use std::path::Path;

use anyhow::{Context, Result};
use tracing::{debug, warn};

use crate::{graph::AdjacencyList, io::csv::{read_csv, str_column}, types::UnitId};

impl AdjacencyList {
    /// Load an edge list CSV (header row, unit names in the first two columns).
    pub fn read_from_csv(path: &Path) -> Result<Self> {
        let df = read_csv(path)?;
        let (left, right) = (str_column(&df, 0)?, str_column(&df, 1)?);

        let mut adjacency = Self::new();
        for (row, (a, b)) in left.into_iter().zip(right).enumerate() {
            let (Some(a), Some(b)) = (a, b) else {
                warn!("[graph::io] {}: row {} is missing an endpoint, skipping", path.display(), row + 1);
                continue
            };
            let (a, b) = (UnitId::new(a), UnitId::new(b));
            if a.as_str().is_empty() || b.as_str().is_empty() {
                warn!("[graph::io] {}: row {} has an empty unit name, skipping", path.display(), row + 1);
                continue
            }
            adjacency.add_edge(a, b);
        }

        debug!("[graph::io] loaded {} units and {} edges from {}", adjacency.len(), adjacency.edge_count(), path.display());
        Ok(adjacency)
    }
}

/// Convenience wrapper that names the file in the error chain.
pub fn read_adjacency(path: &Path) -> Result<AdjacencyList> {
    AdjacencyList::read_from_csv(path)
        .with_context(|| format!("[graph::io] Failed to load adjacency list from {}", path.display()))
}

#[cfg(test)]
mod tests {
    use super::*;
    use std::{fs::File, io::Write};

    #[test]
    fn reads_and_normalizes_edge_list() {
        let dir = tempfile::tempdir().unwrap();
        let path = dir.path().join("edges.csv");
        let mut file = File::create(&path).unwrap();
        writeln!(file, "county_a,county_b").unwrap();
        writeln!(file, "Adams County,Clay County").unwrap();
        writeln!(file, "Clay County,Adams County").unwrap();
        writeln!(file, "Adams County,Hall County").unwrap();
        writeln!(file, "Hall County,Hall County").unwrap();
        drop(file);

        let adjacency = read_adjacency(&path).unwrap();
        assert_eq!(adjacency.len(), 3);
        assert_eq!(adjacency.edge_count(), 2);
        assert_eq!(adjacency.neighbors("adams").unwrap(), &[UnitId::new("clay"), UnitId::new("hall")]);
    }
}
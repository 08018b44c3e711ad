mod metric;
mod weights;

pub use metric::{profile_distance, zscore_distance};
pub use weights::{DistanceWeights, FeatureWeights, Stdevs};
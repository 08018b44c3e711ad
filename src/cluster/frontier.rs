use std::{cmp::Ordering, collections::BinaryHeap};

/// A proposal to add `unit` to `district`, ranked by `distance`.
#[derive(Copy, Clone, Debug)]
pub(crate) struct Candidate {
    pub distance: f64,
    pub district: usize,
    pub unit: usize,
}

#[derive(Copy, Clone, Debug)]
struct Entry {
    distance: f64,
    district: u32,
    unit: u32,
}

impl Ord for Entry {
    fn cmp(&self, other: &Self) -> Ordering {
        // Reverse so the smallest distance pops first; ties go to the lower
        // district id, then the lower unit index. NaN distances sort last.
        other.distance.total_cmp(&self.distance)
            .then_with(|| other.district.cmp(&self.district))
            .then_with(|| other.unit.cmp(&self.unit))
    }
}

impl PartialOrd for Entry {
    fn partial_cmp(&self, other: &Self) -> Option<Ordering> { Some(self.cmp(other)) }
}

impl PartialEq for Entry {
    fn eq(&self, other: &Self) -> bool { self.cmp(other) == Ordering::Equal }
}

impl Eq for Entry {}

/// Global min-priority queue of candidates shared by all districts.
///
/// Entries are never removed when their unit is assigned elsewhere; callers
/// skip stale entries on pop.
#[derive(Debug, Default)]
pub(crate) struct Frontier {
    heap: BinaryHeap<Entry>,
}

impl Frontier {
    pub(crate) fn new() -> Self { Self::default() }

    #[inline]
    pub(crate) fn push(&mut self, distance: f64, district: usize, unit: usize) {
        self.heap.push(Entry { distance, district: district as u32, unit: unit as u32 });
    }

    /// Remove and return the lowest-distance candidate.
    #[inline]
    pub(crate) fn pop(&mut self) -> Option<Candidate> {
        self.heap.pop().map(|Entry { distance, district, unit }| {
            Candidate { distance, district: district as usize, unit: unit as usize }
        })
    }

    #[inline] pub(crate) fn len(&self) -> usize { self.heap.len() }
}
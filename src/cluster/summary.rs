use std::collections::BTreeMap;

use serde::Serialize;

use crate::cluster::AttemptError;

/// Outcome statistics of a generation run.
#[derive(Clone, Debug, Default, PartialEq, Serialize)]
pub struct RunSummary {
    /// Master seed that produced every attempt seed.
    pub master_seed: u64,
    /// Attempts consumed, including the one that produced the last accepted plan.
    pub attempts: usize,
    pub accepted: usize,
    /// Rejected attempts, tallied by `AttemptError::kind`.
    pub rejections: BTreeMap<String, usize>,
}

impl RunSummary {
    pub(crate) fn new(master_seed: u64) -> Self {
        Self { master_seed, ..Default::default() }
    }

    pub(crate) fn record_rejection(&mut self, error: &AttemptError) {
        *self.rejections.entry(error.kind().to_string()).or_default() += 1;
    }

    /// Total number of rejected attempts.
    pub fn rejected(&self) -> usize { self.rejections.values().sum() }
}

WORK REQUIRED: Every line above with the word "Ordering" belongs in the answer, copied as written.

RESULT FOR THIS TASK:
use std::{cmp::Ordering, collections::BinaryHeap};
    fn cmp(&self, other: &Self) -> Ordering {
    fn partial_cmp(&self, other: &Self) -> Option<Ordering> { Some(self.cmp(other)) }
    fn eq(&self, other: &Self) -> bool { self.cmp(other) == Ordering::Equal }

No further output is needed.